Das três pistas que completam a temporada, Qatar e Abu Dhabi são obviamente território da McLaren. Apesar de todas as melhorias da Red Bull, essas podem ser boas oportunidades para Norris e Piastri. Las Vegas, por sua vez, é o verdadeiro curinga. Com base no ano passado, você poderia dizer que poderia ser um pesadelo para a McLaren, como foi então. No entanto, a granulação dos pneus era o problema na altura e os pneus mudaram este ano para serem mais resistentes a esta situação. Isso fez uma grande diferença no México, onde a McLaren prosperou, mas poderia não ter prosperado se a granulação de 2024 tivesse sido um fator, o que não foi.

Depois temos a questão da temperatura da pista e da forma das outras equipas da frente, com a Mercedes novamente a favorita de muitos para liderar. E dada a solução de problemas da Red Bull em seus carros, você não pode nem tentar mapear seu desempenho em Las Vegas no ano passado até 2025, o que significa que é muito difícil determinar exatamente como aquele fim de semana pode impactar as coisas. Mesmo as próprias equipes não serão capazes de fazer previsões de alta confiança.

A complexidade quase infinita da F1 é o que a torna tão fascinante. O destino do campeonato mundial pode e provavelmente irá depender em parte de fatores totalmente fora do controle das equipes e dos pilotos. Às vezes, esses pontos de articulação podem jogar a favor ou contra sua caixa de ferramentas de direção, mas mais uma vez chamam a atenção para Verstappen. Afinal, nenhum piloto está melhor equipado para lidar com isso do que ele, mesmo que a Red Bull ainda não seja igual à McLaren.

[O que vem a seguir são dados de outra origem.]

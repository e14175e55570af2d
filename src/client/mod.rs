//! Admin-side runtime for the portfolio.
//!
//! - [`http`] - authenticated request pipeline and error normalisation
//! - [`public`] - public section reads, with bundled fallback content
//! - [`admin`] - authenticated CRUD for every section
//! - [`session`] - admin session: save-handler registry and summary poller
//! - [`guard`] - login redirect for `/admin/*`
//! - [`manager`] - per-section edit state machines

pub mod admin;
pub mod guard;
pub mod http;
pub mod manager;
pub mod mock;
pub mod public;
pub mod session;

pub use admin::AdminApi;
pub use guard::{enter_admin_area, AdminArea, AuthGuard, GuardDecision, LOGIN_PATH};
pub use http::{ApiClient, ClientError, TokenStore};
pub use manager::{
    AdminUsersManager, Confirm, DocumentManager, LearningJourneyManager, ListManager,
    ManagerContext, ManagerState, MessagesManager, Notifier, ProjectsManager, RecordingNotifier,
    SkillsManager, Toast, TracingNotifier,
};
pub use public::{PortfolioContent, PublicApi};
pub use session::{AdminSession, SaveHandler, SaveOutcome, SaveRegistration, SummaryPoller};
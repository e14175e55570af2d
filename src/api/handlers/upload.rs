use crate::{
    auth::middleware::AuthAdmin,
    types::{ApiResponse, AppError, Profile, Result},
    AppState,
};
use axum::{
    extract::{Multipart, State},
    Json,
};
use sha2::{Digest, Sha256};
use std::path::Path;

const RESUME_MIME_TYPES: [&str; 3] = [
    "application/pdf",
    "application/msword",
    "application/vnd.openxmlformats-officedocument.wordprocessingml.document",
];

/// Lowercased extension of an accepted resume file name, if it is one.
pub fn resume_extension(file_name: &str) -> Option<String> {
    let mime = mime_guess::from_path(file_name).first_raw()?;
    if !RESUME_MIME_TYPES.contains(&mime) {
        return None;
    }

    Path::new(file_name)
        .extension()
        .and_then(|ext| ext.to_str())
        .map(|ext| ext.to_lowercase())
}

/// Content-addressed file name, so re-uploading the same file is idempotent.
fn stored_name(bytes: &[u8], extension: &str) -> String {
    let digest = Sha256::digest(bytes);
    format!("resume-{}.{}", hex::encode(&digest[..8]), extension)
}

/// Stores the multipart `file` field and points the profile's `resume_url` at it
pub async fn upload_resume(
    State(state): State<AppState>,
    AuthAdmin(claims): AuthAdmin,
    mut multipart: Multipart,
) -> Result<Json<ApiResponse<()>>> {
    let config = state.config_manager.config();

    while let Some(field) = multipart
        .next_field()
        .await
        .map_err(|e| AppError::InvalidInput(e.body_text()))?
    {
        if field.name() != Some("file") {
            continue;
        }

        let file_name = field.file_name().unwrap_or_default().to_string();
        let extension = resume_extension(&file_name).ok_or_else(|| {
            AppError::InvalidInput("Only PDF, DOC and DOCX files are allowed".to_string())
        })?;

        let bytes = field
            .bytes()
            .await
            .map_err(|e| AppError::InvalidInput(e.body_text()))?;
        if bytes.is_empty() {
            return Err(AppError::InvalidInput("Uploaded file is empty".to_string()));
        }
        if bytes.len() > config.uploads.max_bytes {
            return Err(AppError::InvalidInput(format!(
                "File exceeds the {} byte limit",
                config.uploads.max_bytes
            )));
        }

        let name = stored_name(&bytes, &extension);
        tokio::fs::create_dir_all(&config.uploads.dir)
            .await
            .map_err(|e| AppError::Internal(format!("Failed to create upload dir: {}", e)))?;
        tokio::fs::write(config.uploads.dir.join(&name), &bytes)
            .await
            .map_err(|e| AppError::Internal(format!("Failed to store upload: {}", e)))?;

        let url = format!("/uploads/{}", name);
        let mut profile = state.store.get_section::<Profile>().await?.unwrap_or_default();
        profile.resume_url = Some(url.clone());
        state.store.put_section(&profile).await?;

        tracing::info!(admin = %claims.sub, %url, size = bytes.len(), "resume uploaded");

        return Ok(Json(
            ApiResponse::done("Resume uploaded successfully").with_url(url),
        ));
    }

    Err(AppError::InvalidInput("Missing 'file' field".to_string()))
}

#[cfg(test)]
mod tests {
    use super::*;

    #[test]
    fn test_resume_extension_allows_documents_only() {
        assert_eq!(resume_extension("cv.PDF").as_deref(), Some("pdf"));
        assert_eq!(resume_extension("cv.docx").as_deref(), Some("docx"));
        assert_eq!(resume_extension("cv.doc").as_deref(), Some("doc"));
        assert!(resume_extension("cv.png").is_none());
        assert!(resume_extension("cv").is_none());
    }

    #[test]
    fn test_stored_name_is_content_addressed() {
        assert_eq!(stored_name(b"abc", "pdf"), stored_name(b"abc", "pdf"));
        assert_ne!(stored_name(b"abc", "pdf"), stored_name(b"abd", "pdf"));
        assert!(stored_name(b"abc", "pdf").ends_with(".pdf"));
    }
}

No entanto, ele também oferece uma grande oportunidade para Norris e Piastri. Por mais indesejada que sua presença seja para eles na batalha, ambos têm a chance de serem coroados campeões depois de segurá-lo e também de derrotar seu próprio companheiro de equipe. A esse respeito, embora Verstappen esteja a dificultar a sua vida, a sua presença pode, ironicamente, servir apenas para aumentar o seu eventual triunfo. Também poderia ajudá-los a garantir que o conflito dentro da equipe seja mantido sob controle, já que agora existe um terceiro que pode roubar seu trovão coletivo.

O jogo mudou fundamentalmente para aquele que eles jogavam no início da temporada e, potencialmente, poderia ser benéfico para eles. Isto é, se eles puderem detê-lo. E a melhor maneira de fazer isso é o que sempre foi: ir lá e vencer. Às vezes, vencer um campeonato é realmente simples assim.